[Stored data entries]
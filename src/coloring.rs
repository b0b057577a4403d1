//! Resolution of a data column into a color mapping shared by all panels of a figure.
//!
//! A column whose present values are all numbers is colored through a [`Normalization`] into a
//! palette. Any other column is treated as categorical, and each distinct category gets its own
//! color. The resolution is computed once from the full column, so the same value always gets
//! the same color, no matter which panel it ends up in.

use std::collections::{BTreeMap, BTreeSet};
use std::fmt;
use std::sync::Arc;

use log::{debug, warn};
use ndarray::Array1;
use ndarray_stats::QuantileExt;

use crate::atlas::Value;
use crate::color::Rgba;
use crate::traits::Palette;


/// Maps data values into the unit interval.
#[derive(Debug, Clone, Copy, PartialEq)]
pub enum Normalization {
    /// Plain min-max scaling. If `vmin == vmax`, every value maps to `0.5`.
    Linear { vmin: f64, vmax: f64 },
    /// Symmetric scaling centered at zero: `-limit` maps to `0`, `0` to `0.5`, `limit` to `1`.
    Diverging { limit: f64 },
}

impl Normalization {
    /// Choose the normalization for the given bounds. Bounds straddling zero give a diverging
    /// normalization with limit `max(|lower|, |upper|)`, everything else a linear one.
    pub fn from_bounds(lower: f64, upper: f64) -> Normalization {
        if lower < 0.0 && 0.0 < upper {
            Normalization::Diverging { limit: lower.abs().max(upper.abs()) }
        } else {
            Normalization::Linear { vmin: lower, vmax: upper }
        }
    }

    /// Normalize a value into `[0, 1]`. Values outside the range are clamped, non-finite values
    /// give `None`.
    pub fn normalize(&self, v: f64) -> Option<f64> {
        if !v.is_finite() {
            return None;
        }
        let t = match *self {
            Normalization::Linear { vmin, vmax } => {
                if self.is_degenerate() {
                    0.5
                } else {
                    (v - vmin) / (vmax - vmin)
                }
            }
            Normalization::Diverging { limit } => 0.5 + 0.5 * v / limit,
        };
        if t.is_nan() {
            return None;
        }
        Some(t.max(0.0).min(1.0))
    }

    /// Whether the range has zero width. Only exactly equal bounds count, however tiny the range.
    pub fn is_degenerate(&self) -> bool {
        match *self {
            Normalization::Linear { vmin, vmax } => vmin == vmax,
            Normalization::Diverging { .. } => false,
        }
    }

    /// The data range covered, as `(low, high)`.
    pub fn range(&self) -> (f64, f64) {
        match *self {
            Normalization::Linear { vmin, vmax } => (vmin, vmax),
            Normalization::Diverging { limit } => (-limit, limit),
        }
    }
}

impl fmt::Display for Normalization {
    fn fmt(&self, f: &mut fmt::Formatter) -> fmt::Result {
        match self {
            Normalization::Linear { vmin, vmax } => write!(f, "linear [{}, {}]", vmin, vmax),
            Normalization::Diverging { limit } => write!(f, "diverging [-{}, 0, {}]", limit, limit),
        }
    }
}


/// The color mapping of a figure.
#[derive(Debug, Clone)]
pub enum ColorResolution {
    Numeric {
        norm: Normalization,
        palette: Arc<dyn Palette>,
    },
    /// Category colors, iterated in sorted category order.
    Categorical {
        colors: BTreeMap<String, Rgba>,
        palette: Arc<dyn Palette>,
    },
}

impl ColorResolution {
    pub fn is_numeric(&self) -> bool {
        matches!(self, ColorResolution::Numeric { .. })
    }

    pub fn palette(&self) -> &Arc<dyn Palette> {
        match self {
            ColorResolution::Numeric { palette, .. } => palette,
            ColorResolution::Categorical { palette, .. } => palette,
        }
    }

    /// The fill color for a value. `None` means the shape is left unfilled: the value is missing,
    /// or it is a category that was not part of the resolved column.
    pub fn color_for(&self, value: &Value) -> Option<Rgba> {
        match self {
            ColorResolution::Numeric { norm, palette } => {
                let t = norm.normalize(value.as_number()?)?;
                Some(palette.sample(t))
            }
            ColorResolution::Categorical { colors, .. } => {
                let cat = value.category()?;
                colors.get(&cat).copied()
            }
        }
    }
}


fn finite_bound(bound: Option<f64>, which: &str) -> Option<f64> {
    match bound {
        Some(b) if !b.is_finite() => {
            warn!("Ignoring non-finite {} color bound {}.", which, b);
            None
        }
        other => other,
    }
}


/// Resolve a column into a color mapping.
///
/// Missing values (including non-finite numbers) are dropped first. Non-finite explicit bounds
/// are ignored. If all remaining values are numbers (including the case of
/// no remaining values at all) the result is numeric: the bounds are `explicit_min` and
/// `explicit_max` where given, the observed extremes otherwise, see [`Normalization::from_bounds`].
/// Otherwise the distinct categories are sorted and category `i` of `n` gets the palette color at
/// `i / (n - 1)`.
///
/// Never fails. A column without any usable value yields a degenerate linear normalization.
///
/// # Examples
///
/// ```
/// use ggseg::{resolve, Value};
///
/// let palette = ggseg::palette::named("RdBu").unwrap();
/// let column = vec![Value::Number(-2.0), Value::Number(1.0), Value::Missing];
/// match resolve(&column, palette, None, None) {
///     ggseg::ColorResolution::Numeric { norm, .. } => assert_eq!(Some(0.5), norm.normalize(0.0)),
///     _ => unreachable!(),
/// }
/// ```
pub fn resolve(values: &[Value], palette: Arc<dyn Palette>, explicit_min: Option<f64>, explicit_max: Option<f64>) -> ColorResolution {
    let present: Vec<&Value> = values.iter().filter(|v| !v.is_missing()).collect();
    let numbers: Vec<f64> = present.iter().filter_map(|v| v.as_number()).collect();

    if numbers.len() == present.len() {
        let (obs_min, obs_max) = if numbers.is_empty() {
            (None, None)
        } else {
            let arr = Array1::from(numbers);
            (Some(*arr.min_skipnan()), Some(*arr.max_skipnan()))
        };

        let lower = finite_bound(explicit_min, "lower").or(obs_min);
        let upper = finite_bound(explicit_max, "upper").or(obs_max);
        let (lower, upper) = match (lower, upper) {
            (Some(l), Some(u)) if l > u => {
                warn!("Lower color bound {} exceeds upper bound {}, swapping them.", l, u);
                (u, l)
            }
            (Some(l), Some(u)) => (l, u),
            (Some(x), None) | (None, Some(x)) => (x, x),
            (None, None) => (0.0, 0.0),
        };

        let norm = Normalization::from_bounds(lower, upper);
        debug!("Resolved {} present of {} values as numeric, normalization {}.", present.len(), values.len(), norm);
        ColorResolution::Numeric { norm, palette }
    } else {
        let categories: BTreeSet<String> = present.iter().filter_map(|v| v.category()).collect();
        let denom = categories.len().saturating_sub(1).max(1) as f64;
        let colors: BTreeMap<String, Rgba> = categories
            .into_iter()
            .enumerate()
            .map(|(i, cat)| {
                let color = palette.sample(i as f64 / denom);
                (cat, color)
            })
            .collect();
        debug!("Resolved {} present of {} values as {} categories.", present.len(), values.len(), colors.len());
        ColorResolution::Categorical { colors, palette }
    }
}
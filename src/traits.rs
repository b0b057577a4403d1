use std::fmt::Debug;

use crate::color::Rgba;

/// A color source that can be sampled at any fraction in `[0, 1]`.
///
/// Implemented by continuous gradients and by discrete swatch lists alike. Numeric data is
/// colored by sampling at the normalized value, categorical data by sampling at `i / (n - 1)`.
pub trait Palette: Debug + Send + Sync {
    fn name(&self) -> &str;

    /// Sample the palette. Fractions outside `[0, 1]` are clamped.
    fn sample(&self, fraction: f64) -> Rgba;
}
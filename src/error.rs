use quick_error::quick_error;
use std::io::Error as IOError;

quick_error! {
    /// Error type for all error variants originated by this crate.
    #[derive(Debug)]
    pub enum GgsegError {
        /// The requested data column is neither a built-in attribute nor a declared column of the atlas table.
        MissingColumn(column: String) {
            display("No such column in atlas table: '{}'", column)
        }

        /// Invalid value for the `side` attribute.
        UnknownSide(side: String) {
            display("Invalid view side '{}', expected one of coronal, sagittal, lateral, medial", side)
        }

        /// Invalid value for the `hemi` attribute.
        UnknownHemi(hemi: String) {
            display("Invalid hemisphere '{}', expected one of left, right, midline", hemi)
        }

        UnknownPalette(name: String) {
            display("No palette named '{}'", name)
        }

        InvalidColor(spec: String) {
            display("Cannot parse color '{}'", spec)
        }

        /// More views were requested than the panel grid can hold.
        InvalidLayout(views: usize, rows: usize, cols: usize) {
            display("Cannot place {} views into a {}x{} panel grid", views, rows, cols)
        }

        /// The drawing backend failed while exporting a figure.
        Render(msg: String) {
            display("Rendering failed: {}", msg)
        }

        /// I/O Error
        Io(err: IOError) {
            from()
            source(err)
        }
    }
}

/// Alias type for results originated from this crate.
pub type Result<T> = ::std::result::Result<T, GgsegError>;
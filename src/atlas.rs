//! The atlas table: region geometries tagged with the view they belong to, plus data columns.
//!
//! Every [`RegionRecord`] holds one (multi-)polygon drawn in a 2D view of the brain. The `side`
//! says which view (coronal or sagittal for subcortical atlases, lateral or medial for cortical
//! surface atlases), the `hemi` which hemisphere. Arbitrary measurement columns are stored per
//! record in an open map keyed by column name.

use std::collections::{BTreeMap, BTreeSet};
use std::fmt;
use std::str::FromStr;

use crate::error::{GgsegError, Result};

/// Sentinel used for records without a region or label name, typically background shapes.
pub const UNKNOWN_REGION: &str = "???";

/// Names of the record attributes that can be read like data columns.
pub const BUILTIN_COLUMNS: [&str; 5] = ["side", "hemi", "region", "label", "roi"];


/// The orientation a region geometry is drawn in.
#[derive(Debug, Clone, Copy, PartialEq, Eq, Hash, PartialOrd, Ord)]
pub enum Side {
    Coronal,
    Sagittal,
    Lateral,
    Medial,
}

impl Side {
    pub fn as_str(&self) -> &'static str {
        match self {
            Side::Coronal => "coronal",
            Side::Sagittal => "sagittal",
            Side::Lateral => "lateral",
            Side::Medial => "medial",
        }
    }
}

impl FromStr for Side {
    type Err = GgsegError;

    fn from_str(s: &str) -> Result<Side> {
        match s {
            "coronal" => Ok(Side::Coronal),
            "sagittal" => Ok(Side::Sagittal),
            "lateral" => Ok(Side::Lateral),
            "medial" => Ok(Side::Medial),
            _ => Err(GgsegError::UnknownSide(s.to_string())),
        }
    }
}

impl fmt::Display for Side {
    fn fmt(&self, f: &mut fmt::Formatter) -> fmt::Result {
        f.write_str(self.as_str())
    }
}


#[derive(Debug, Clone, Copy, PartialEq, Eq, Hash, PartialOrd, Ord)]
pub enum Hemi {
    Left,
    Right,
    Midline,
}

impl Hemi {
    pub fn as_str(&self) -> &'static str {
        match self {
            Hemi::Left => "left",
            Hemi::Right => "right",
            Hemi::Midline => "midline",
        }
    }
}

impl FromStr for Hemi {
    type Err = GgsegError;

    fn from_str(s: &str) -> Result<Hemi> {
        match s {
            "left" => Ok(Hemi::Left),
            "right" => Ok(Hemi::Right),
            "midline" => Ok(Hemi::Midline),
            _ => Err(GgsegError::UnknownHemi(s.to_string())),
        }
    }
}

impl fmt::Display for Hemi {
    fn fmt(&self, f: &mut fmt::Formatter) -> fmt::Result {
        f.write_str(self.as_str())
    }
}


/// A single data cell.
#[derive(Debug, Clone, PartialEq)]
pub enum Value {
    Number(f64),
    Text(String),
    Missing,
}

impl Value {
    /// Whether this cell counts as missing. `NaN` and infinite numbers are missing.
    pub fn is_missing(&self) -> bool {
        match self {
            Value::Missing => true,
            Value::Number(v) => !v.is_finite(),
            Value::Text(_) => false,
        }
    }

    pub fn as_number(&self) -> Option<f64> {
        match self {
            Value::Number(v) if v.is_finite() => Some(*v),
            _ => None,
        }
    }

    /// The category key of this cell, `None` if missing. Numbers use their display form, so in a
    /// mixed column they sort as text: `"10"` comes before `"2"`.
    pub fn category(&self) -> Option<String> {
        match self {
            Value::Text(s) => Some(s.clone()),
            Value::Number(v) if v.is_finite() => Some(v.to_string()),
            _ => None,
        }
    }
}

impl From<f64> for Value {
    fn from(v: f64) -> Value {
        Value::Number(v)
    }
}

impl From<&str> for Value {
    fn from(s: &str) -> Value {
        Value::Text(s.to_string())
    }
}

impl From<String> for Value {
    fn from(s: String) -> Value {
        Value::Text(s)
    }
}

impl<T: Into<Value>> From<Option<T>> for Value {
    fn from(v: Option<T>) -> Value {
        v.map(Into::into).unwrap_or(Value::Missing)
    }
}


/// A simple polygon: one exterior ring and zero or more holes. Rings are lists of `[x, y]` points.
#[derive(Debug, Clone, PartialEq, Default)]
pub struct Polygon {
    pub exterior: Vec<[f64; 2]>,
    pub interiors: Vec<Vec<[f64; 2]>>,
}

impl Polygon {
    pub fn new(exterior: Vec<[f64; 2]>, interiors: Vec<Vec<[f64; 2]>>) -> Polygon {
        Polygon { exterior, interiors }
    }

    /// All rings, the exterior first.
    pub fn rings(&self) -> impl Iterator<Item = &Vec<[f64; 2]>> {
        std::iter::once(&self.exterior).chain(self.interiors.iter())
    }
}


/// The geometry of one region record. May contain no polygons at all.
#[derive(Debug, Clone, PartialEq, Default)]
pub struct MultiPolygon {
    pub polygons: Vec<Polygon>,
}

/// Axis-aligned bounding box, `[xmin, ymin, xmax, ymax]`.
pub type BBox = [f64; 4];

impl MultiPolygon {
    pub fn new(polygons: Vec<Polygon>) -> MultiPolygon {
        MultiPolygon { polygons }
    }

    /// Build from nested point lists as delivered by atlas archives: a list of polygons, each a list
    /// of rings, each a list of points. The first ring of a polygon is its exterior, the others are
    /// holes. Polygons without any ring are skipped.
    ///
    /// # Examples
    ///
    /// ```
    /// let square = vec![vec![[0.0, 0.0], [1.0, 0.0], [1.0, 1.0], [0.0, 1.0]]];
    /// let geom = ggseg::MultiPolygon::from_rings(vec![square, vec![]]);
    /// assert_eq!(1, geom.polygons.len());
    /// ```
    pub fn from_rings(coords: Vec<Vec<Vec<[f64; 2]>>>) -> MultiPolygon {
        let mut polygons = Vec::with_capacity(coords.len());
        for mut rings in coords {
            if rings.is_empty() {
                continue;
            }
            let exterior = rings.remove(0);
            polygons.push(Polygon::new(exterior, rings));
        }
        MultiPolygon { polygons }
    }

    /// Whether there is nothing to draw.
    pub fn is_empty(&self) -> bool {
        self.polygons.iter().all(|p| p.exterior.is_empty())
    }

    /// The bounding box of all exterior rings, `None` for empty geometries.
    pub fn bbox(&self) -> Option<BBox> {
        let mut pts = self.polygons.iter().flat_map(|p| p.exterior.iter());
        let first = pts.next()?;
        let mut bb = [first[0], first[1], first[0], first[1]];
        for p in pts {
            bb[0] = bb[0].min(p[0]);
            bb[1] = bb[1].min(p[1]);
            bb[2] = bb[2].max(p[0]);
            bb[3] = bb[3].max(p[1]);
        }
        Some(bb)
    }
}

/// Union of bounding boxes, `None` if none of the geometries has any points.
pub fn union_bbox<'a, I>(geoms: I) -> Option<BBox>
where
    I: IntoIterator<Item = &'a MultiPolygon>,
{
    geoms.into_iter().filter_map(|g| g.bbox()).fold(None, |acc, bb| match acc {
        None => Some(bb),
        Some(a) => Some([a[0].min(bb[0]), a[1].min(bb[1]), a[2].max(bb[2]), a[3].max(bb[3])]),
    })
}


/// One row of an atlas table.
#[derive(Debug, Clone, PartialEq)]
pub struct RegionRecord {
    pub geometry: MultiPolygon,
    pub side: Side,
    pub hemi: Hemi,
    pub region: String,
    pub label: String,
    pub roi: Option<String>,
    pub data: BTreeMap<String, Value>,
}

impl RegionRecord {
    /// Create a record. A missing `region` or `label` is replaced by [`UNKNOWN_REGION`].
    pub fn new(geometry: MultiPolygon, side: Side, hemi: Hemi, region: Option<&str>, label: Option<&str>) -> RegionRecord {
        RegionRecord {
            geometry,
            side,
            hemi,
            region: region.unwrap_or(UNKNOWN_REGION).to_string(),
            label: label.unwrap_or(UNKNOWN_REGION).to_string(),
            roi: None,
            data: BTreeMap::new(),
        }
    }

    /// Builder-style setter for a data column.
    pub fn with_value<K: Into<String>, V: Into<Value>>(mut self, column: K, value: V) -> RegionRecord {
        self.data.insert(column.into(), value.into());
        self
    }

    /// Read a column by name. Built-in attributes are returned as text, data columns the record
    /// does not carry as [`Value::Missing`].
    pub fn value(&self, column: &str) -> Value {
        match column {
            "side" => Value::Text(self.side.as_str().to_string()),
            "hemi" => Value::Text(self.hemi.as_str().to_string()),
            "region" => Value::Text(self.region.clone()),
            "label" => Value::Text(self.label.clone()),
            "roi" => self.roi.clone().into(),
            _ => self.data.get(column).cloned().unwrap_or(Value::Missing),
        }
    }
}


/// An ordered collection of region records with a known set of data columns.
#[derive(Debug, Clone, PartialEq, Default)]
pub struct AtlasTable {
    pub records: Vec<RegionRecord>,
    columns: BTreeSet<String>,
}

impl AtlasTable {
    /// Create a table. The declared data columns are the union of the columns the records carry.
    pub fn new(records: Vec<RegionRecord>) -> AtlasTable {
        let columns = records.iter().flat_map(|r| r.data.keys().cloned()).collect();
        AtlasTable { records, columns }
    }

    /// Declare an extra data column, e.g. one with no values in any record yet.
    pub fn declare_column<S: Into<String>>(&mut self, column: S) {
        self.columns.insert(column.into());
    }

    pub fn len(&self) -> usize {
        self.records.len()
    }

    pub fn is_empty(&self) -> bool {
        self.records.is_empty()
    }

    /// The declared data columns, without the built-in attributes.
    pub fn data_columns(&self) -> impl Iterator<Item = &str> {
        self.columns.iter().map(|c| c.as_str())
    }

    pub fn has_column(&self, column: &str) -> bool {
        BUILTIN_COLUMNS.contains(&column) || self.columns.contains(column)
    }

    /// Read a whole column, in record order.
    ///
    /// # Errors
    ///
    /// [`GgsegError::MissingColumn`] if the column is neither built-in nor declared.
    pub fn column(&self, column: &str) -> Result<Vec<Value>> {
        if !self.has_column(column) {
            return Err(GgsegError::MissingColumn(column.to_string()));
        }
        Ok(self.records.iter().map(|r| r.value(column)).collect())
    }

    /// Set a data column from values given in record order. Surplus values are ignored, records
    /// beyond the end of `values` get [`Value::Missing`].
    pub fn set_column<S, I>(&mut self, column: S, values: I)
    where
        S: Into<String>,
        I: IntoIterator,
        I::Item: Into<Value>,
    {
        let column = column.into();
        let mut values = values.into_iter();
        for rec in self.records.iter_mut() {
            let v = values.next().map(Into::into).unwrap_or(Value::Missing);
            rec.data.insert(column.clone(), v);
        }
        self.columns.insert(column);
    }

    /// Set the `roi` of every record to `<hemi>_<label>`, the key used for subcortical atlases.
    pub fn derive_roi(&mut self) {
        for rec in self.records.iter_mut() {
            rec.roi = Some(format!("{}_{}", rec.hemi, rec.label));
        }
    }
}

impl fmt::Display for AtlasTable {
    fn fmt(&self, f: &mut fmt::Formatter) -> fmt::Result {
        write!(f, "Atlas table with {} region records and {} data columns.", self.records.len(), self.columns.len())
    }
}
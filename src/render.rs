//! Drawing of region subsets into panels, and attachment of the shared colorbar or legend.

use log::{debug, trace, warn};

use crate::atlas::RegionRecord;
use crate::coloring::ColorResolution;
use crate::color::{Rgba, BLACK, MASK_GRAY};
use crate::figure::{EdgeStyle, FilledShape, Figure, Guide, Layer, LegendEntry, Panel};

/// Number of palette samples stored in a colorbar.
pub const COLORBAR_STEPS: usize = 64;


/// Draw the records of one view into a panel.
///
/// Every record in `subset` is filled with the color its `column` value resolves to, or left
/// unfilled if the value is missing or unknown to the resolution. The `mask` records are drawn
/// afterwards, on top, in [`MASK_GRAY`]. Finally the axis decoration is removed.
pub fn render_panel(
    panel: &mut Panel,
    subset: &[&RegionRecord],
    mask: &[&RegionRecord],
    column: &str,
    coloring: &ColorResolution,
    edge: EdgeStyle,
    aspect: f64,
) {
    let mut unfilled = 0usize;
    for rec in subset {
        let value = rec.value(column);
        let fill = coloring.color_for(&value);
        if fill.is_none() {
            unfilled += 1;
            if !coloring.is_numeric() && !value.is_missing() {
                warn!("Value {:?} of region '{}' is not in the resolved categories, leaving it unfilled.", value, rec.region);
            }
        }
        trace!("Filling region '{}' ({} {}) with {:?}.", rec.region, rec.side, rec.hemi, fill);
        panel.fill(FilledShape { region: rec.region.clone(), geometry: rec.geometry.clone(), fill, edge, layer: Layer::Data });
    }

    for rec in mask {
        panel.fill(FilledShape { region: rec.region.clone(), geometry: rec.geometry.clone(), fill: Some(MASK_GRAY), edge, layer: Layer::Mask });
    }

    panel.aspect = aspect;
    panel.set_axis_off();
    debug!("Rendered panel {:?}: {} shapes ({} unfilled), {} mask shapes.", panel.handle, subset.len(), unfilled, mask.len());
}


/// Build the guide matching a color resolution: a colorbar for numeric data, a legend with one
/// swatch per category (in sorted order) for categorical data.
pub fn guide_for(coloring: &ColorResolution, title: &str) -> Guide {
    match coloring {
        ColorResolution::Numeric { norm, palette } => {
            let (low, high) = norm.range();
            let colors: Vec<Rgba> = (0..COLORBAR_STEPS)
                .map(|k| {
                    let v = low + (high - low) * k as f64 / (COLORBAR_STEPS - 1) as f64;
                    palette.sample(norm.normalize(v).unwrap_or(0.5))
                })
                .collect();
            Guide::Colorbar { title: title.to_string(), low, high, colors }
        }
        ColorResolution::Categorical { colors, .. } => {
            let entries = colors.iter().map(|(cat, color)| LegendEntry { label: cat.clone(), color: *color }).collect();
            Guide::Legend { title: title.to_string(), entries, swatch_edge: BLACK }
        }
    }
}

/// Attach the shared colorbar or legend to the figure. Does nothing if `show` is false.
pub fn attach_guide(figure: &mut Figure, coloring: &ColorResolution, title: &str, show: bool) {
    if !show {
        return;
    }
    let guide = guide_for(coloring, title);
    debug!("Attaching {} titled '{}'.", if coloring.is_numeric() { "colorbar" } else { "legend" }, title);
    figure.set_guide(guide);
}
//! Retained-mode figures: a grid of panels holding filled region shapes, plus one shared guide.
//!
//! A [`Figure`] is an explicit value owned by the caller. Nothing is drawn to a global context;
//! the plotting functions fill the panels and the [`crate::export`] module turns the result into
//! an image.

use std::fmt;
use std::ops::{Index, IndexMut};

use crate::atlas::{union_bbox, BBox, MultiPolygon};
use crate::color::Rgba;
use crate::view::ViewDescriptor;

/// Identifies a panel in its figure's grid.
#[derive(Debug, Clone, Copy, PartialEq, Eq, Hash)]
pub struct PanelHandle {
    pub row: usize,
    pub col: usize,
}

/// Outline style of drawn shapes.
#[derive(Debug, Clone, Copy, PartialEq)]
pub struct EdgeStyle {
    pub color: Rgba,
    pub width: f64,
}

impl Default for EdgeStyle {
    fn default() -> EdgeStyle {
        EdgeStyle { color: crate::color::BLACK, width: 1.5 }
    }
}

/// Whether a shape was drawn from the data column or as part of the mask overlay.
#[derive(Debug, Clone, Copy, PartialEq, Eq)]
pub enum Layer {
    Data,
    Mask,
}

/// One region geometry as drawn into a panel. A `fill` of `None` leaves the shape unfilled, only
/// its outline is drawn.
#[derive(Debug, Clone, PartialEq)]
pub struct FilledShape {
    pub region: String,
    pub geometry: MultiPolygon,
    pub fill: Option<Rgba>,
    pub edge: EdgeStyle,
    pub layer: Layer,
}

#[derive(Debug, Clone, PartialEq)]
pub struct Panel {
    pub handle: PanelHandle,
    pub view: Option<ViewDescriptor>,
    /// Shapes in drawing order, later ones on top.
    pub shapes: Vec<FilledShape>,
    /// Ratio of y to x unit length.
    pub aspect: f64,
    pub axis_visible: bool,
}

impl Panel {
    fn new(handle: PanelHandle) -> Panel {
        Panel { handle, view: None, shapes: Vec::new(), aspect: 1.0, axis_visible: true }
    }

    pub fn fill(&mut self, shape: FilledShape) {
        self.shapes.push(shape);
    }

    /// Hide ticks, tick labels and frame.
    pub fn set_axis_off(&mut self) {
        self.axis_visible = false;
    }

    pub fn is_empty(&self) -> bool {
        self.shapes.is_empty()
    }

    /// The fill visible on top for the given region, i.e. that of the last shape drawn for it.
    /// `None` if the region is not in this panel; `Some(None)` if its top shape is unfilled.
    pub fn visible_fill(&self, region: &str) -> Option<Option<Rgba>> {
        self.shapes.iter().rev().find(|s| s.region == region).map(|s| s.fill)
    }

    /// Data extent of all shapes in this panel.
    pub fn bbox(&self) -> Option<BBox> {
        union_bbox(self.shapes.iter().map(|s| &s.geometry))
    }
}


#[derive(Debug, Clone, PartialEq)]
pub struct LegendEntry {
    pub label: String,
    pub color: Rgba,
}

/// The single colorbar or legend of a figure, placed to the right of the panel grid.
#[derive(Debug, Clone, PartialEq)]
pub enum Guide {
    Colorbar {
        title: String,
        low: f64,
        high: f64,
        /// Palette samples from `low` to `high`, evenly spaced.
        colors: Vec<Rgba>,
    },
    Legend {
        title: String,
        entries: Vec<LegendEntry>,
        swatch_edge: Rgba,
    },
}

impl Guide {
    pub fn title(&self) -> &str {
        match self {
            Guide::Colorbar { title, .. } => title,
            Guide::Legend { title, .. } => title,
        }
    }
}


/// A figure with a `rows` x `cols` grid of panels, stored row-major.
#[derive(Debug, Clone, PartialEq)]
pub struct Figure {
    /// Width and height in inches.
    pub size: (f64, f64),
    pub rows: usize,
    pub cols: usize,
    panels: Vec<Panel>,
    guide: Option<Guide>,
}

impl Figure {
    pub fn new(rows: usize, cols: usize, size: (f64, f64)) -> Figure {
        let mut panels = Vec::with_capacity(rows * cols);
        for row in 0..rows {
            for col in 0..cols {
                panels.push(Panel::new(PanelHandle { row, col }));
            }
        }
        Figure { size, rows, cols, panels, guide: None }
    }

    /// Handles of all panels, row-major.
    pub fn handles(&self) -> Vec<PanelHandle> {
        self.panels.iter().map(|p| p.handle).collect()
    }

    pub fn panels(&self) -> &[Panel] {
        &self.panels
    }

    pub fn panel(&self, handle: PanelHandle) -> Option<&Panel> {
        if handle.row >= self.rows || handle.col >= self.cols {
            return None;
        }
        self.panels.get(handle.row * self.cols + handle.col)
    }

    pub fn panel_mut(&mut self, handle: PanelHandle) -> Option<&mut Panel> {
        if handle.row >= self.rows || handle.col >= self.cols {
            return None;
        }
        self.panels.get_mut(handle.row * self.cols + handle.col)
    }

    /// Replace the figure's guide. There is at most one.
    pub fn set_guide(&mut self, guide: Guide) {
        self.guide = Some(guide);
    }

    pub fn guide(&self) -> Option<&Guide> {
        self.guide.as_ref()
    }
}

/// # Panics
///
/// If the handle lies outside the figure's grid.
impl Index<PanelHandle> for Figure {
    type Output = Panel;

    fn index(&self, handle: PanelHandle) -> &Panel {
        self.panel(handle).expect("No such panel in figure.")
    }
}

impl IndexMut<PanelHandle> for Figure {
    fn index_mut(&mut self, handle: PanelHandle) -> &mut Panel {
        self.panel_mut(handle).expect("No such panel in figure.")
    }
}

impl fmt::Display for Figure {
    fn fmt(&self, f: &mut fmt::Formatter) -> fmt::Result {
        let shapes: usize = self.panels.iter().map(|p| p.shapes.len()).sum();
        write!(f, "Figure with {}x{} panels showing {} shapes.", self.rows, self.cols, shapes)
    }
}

[WORK TO COMPLETE]
Could you please retype the lines from the start of the data through the line with "use ndarray::Array1;", both included, and nothing else?

[ANSWER]
filename src/coloring.rs
repository b0b057577a4403d1
//! Resolution of a data column into a color mapping shared by all panels of a figure.
//!
//! A column whose present values are all numbers is colored through a [`Normalization`] into a
//! palette. Any other column is treated as categorical, and each distinct category gets its own
//! color. The resolution is computed once from the full column, so the same value always gets
//! the same color, no matter which panel it ends up in.

use std::collections::{BTreeMap, BTreeSet};
use std::fmt;
use std::sync::Arc;

use log::{debug, warn};
use ndarray::Array1;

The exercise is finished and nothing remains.